The new technique developed by Engineers at Brown University, Providence, RI, is based on a biological device that measures glucose concentrations in human saliva instead of blood.

The biochip uses plasmonic interferometers which have been designed to measure across various ranges of biological and environmental substances. Interferometer is a device that determines wave properties, measuring wave frequency, length or velocity.

The study, published in Nano Letters, a journal of the American Chemical Society, explained that the specially designed biochip could detect glucose levels similar to the levels found in human saliva. This is considered a feat as glucose in human saliva is almost 100 times less concentrated than in blood.

This is proof of concept that plasmonic interferometers can be used to detect molecules in low concentrations, using a footprint that is ten times smaller than a human hair, said lead scientist Domenico Pacifici from the School Of Engineering at Brown University.

The study explained that the technique takes advantage of a convergence of nanotechnology and surface plasmonics, which explores the interaction of electrons and photons (light).

The study engineers at Brown fixed thousands of plasmonic interferometers onto a fingernail-size biochip and measured the concentration of glucose molecules in water on the chip.

Apart from diabetes testing, the device is seen to have future demand for detection of other chemicals such as anthrax or biological compounds.

It could be possible to use these biochips to carry out the screening of multiple biomarkers for individual patients, all at once and in parallel, with unprecedented sensitivity, Pacifici said.

To create the sensor, the researchers engraved 100 nanometers-wide slit and etched two grooves which were 200 nanometer-wide on either side of the slit. The slit was created to capture incoming photons and confine them.

The grooves, meant to scatter the incoming photons, were designed to interact and bind with the free electrons on the sensor's metal surface. These free electron-photon interactions gave rise to surface plasmon polariton, a special wave with a wavelength that is narrower than a photon in free space.

These waves on further interactions with the photons in the slit along the sensor's surface behaved like two ocean waves coming from different directions and colliding with each other, explained the authors. The authors wrote that this interference between the two waves determined maxima and minima in the light intensity transmitted through the slit.

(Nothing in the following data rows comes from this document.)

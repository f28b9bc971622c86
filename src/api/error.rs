use axum::{
    http::StatusCode,
    response::{IntoResponse, Response},
};
use serde::Serialize;
use thiserror::Error;

#[derive(Debug, Error)]
pub enum ApiError {
    #[error("{flag} {reason}")]
    InvalidInput { flag: &'static str, reason: String },

    #[error("Invalid API JSON payload: {0}")]
    Json(#[from] serde_json::Error),
}

impl ApiError {
    pub(crate) fn invalid(flag: &'static str, reason: impl Into<String>) -> Self {
        ApiError::InvalidInput {
            flag,
            reason: reason.into(),
        }
    }
}

#[derive(Debug, Serialize)]
pub(crate) struct ErrorResponse {
    pub error: String,
}

impl IntoResponse for ApiError {
    fn into_response(self) -> Response {
        let body = ErrorResponse {
            error: self.to_string(),
        };
        super::json_response(StatusCode::BAD_REQUEST, body)
    }
}
mod analysis;
mod engine;
mod solver;
mod types;

pub use analysis::{
    Affordability, ComparisonSettings, GainPair, HorizonReport, MAX_SWEEP_POINTS, ReturnSweep,
    SweepPoint, Verdict, YearGain, affordability, break_even_is_bracketed, compare_horizons, gain_timeline,
    horizon_report, return_sweep,
};
pub use engine::{
    amortization_schedule, evaluate_scenario, investment_future_value, monthly_payment,
    months_in, mortgage_balance, mortgage_costs,
};
pub use solver::{
    BISECTION_ITERATIONS, BREAK_EVEN_SEARCH_MAX, BisectionConfig, bisect,
    break_even_gross_return, payoff_time,
};
pub use types::{
    Allocation, AmortizationRow, AmortizationSchedule, InvestmentPlan, MortgageCosts,
    MortgageTerms, ScenarioParameters, ScenarioResult,
};
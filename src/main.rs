use std::env;

#[tokio::main]
async fn main() {
    let raw_args: Vec<String> = env::args().collect();
    if raw_args.get(1).map(|s| s.as_str()) == Some("serve") {
        let port = raw_args
            .get(2)
            .and_then(|s| s.parse::<u16>().ok())
            .unwrap_or(8080);
        if let Err(e) = cash_or_mortgage::api::run_http_server(port).await {
            eprintln!("Server error: {e}");
            std::process::exit(1);
        }
        return;
    }

    if let Err(e) = cash_or_mortgage::api::run_cli(raw_args) {
        eprintln!("Error: {e}");
        std::process::exit(2);
    }
}
#[cfg(any(feature = "with-serde", feature = "with-csv"))]
use anyhow::Context;
use anyhow::{Result, bail};

use crate::args::Cli;
use mailaddr_lib::AddressReport;

pub fn write_reports(rows: &[AddressReport], cli: &Cli) -> Result<()> {
    match cli.format.as_str() {
        "human" => write_human(rows),
        "json" => write_json(rows, cli),
        "ndjson" => write_ndjson(rows, cli),
        "csv" => write_csv(rows, cli),
        other => bail!("unknown --format '{other}', use: human|json|ndjson|csv"),
    }
}

pub fn human_line(row: &AddressReport) -> String {
    match (&row.canonical, &row.reason) {
        (Some(canonical), _) => format!("[OK]    {} -> {}", row.original, canonical),
        (None, reason) => format!(
            "[INVALID] {} :: {}",
            row.original,
            reason.as_deref().unwrap_or("rejected")
        ),
    }
}

fn write_human(rows: &[AddressReport]) -> Result<()> {
    for row in rows {
        println!("{}", human_line(row));
    }
    Ok(())
}

#[cfg(feature = "with-serde")]
fn write_json(rows: &[AddressReport], cli: &Cli) -> Result<()> {
    let s = serde_json::to_string_pretty(rows)?;
    if let Some(path) = &cli.out {
        write_all_atomically(path, s.as_bytes())?;
    } else {
        println!("{s}");
    }
    Ok(())
}

#[cfg(not(feature = "with-serde"))]
fn write_json(_: &[AddressReport], _: &Cli) -> Result<()> {
    bail!("format=json requires the 'with-serde' feature")
}

#[cfg(feature = "with-serde")]
fn write_ndjson(rows: &[AddressReport], cli: &Cli) -> Result<()> {
    if let Some(path) = &cli.out {
        let mut buf = Vec::new();
        for row in rows {
            let line = serde_json::to_string(row)?;
            buf.extend_from_slice(line.as_bytes());
            buf.push(b'\n');
        }
        write_all_atomically(path, &buf)?;
    } else {
        for row in rows {
            println!("{}", serde_json::to_string(row)?);
        }
    }
    Ok(())
}

#[cfg(not(feature = "with-serde"))]
fn write_ndjson(_: &[AddressReport], _: &Cli) -> Result<()> {
    bail!("format=ndjson requires the 'with-serde' feature")
}

#[cfg(feature = "with-csv")]
fn write_csv(rows: &[AddressReport], cli: &Cli) -> Result<()> {
    if let Some(path) = &cli.out {
        let mut wtr = csv::Writer::from_writer(Vec::new());
        for row in rows {
            wtr.write_record(csv_record(row))?;
        }
        let data = wtr.into_inner()?;
        write_all_atomically(path, &data)?;
    } else {
        let mut wtr = csv::Writer::from_writer(std::io::stdout());
        for row in rows {
            wtr.write_record(csv_record(row))?;
        }
        wtr.flush()?;
    }
    Ok(())
}

#[cfg(not(feature = "with-csv"))]
fn write_csv(_: &[AddressReport], _: &Cli) -> Result<()> {
    bail!("format=csv requires the 'with-csv' feature")
}

#[cfg(feature = "with-csv")]
fn csv_record(row: &AddressReport) -> [&str; 6] {
    [
        row.original.as_str(),
        if row.valid { "true" } else { "false" },
        row.canonical.as_deref().unwrap_or(""),
        row.local.as_str(),
        row.domain.as_str(),
        row.reason.as_deref().unwrap_or(""),
    ]
}

#[cfg(any(feature = "with-serde", feature = "with-csv"))]
fn write_all_atomically(path: &str, bytes: &[u8]) -> Result<()> {
    use std::io::Write;

    let tmp = format!("{path}.tmp");
    {
        let mut f = std::fs::File::create(&tmp).with_context(|| format!("create {tmp}"))?;
        f.write_all(bytes)?;
        f.sync_all()?;
    }
    std::fs::rename(&tmp, path).with_context(|| format!("rename {tmp} -> {path}"))?;
    Ok(())
}

#[cfg(test)]
mod tests {
    use super::*;
    use mailaddr_lib::check_address;

    #[test]
    fn human_lines() {
        assert_eq!(
            human_line(&check_address("Bob@Example.com")),
            "[OK]    Bob@Example.com -> bob@example.com"
        );
        assert_eq!(
            human_line(&check_address("bob@@example.com")),
            "[INVALID] bob@@example.com :: more than one '@' separator"
        );
    }
}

The presence of the chemical (glucose) which when measured on the sensor surface showed a variation in the relative phase difference between the two surface plasmon waves. This further caused a change in the light intensity, which the researchers measured in real time.

The slit is acting as a mixer for the three beams -- the incident light and the surface plasmon waves, Pacifici said.

The scientists plan to improvise on the current technique by building sensors that could detect glucose and for other substances to further test the devices. The proposed approach will enable very high throughput detection of environmentally and biologically relevant analytes in an extremely compact design. We can do it with a sensitivity that rivals modern technologies, Pacifici said.